Steve, I was in no way meaning my post to be a "kick in the nuts" at all. I believe that my issue has everything to do with atmosphere here compared to where you built the tune which is no fault of yours at all. As everyone knows every bike runs different and a tune developed for one bike may not work so well on a different bike all the way across the country, and to say it would is injustice to the consumer. I was in no way trolling to deface your product, but simply responding to another user who is experiencing the same problem that I had. In no way was that intended to be hostile. I to this day still recommend your set up to everyone who asks me what I recommend. I think you sell a great product at an amazing price and I'd without question use your products again. I don't have the calc number off hand but I'd gladly post it up tonight if you're wanting to know.
A good way to eliminate decel pop is to richen up the main lambda table in the leftmost (15%) column by about 10%, maybe more if needed, in the cells for the RPM range in which the decel pop is occurring. This puts enough gas in decel mode to prevent exhaust gas ignition in the pipe(s). With the Drago's S/C/S-4, I had to richen up my main lambda table by 15% from 1750 to 3500 RPM to eliminate the decel popping everywhere, since it scavenges so well. It's worked well on my bike.

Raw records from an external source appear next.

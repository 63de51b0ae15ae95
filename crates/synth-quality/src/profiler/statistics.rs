//! Distribution statistics for numeric and categorical columns.

use crate::config::AnalyzerConfig;
use crate::error::Result;
use crate::types::{
    CategoricalSummary, ColumnKind, ColumnProfile, NumericSummary, StatisticalSummary, ValueCount,
};
use crate::utils::{column_f64_present, column_strings, mean, quantile_sorted, sample_std, sort_f64};
use polars::prelude::*;
use std::collections::HashMap;
use tracing::debug;

pub struct StatisticalSummarizer;

impl StatisticalSummarizer {
    /// Summarize every column described by `profiles`.
    ///
    /// Numeric columns without any present value are omitted.
    pub fn summarize(
        df: &DataFrame,
        profiles: &[ColumnProfile],
        config: &AnalyzerConfig,
    ) -> Result<StatisticalSummary> {
        let rows = df.height();
        let mut summary = StatisticalSummary::default();

        for profile in profiles {
            match profile.kind {
                ColumnKind::Numeric => {
                    let values = column_f64_present(df, &profile.name)?;
                    match Self::numeric_summary(&profile.name, values, rows, config.iqr_multiplier)
                    {
                        Some(numeric) => summary.numeric.push(numeric),
                        None => debug!("Skipping '{}': no present values", profile.name),
                    }
                }
                ColumnKind::Categorical => {
                    let values = column_strings(df, &profile.name)?;
                    summary.categorical.push(Self::categorical_summary(
                        &profile.name,
                        values.iter().flatten().map(String::as_str),
                        config.top_values,
                    ));
                }
            }
        }

        Ok(summary)
    }

    /// Five-number summary, moments and Tukey outliers of `values`.
    ///
    /// `rows` is the full row count (missing included) used for the outlier
    /// percentage. Returns `None` when `values` is empty.
    pub fn numeric_summary(
        column: &str,
        mut values: Vec<f64>,
        rows: usize,
        iqr_multiplier: f64,
    ) -> Option<NumericSummary> {
        let mean = mean(&values)?;
        let std = sample_std(&values);

        sort_f64(&mut values);
        let q1 = quantile_sorted(&values, 0.25);
        let median = quantile_sorted(&values, 0.5);
        let q3 = quantile_sorted(&values, 0.75);
        let iqr = q3 - q1;
        let lower_bound = q1 - iqr_multiplier * iqr;
        let upper_bound = q3 + iqr_multiplier * iqr;

        let outlier_count = values
            .iter()
            .filter(|v| **v < lower_bound || **v > upper_bound)
            .count();
        let outlier_percent = if rows == 0 {
            0.0
        } else {
            outlier_count as f64 / rows as f64 * 100.0
        };

        Some(NumericSummary {
            column: column.to_string(),
            count: values.len(),
            min: values[0],
            q1,
            median,
            q3,
            max: values[values.len() - 1],
            mean,
            std,
            outlier_count,
            outlier_percent,
            lower_bound,
            upper_bound,
        })
    }

    /// Frequency table of the present values of a column.
    ///
    /// Ordering is by count descending; equal counts keep first-seen order,
    /// which also decides the mode.
    pub fn categorical_summary<'a>(
        column: &str,
        values: impl IntoIterator<Item = &'a str>,
        top_values: usize,
    ) -> CategoricalSummary {
        let mut index: HashMap<&str, usize> = HashMap::new();
        let mut counts: Vec<ValueCount> = Vec::new();

        for value in values {
            match index.get(value) {
                Some(&i) => counts[i].count += 1,
                None => {
                    index.insert(value, counts.len());
                    counts.push(ValueCount {
                        value: value.to_string(),
                        count: 1,
                    });
                }
            }
        }

        let distinct_count = counts.len();
        // Stable sort keeps first-seen order among ties.
        counts.sort_by(|a, b| b.count.cmp(&a.count));
        let mode = counts.first().map(|v| v.value.clone());
        counts.truncate(top_values);

        CategoricalSummary {
            column: column.to_string(),
            distinct_count,
            mode,
            top_values: counts,
        }
    }
}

This is a better approach than messing with the VE tables. It's very simple to do. I believe the TTS tuning guide says this.
You can also adjust the Decel Enleanment table to decrease the enleanment (i.e. richen the decel mixture), to accomplish essentially the same thing, but it is only effective for a short time... whereas the main lambda table is always effective even if you decel for several seconds or more.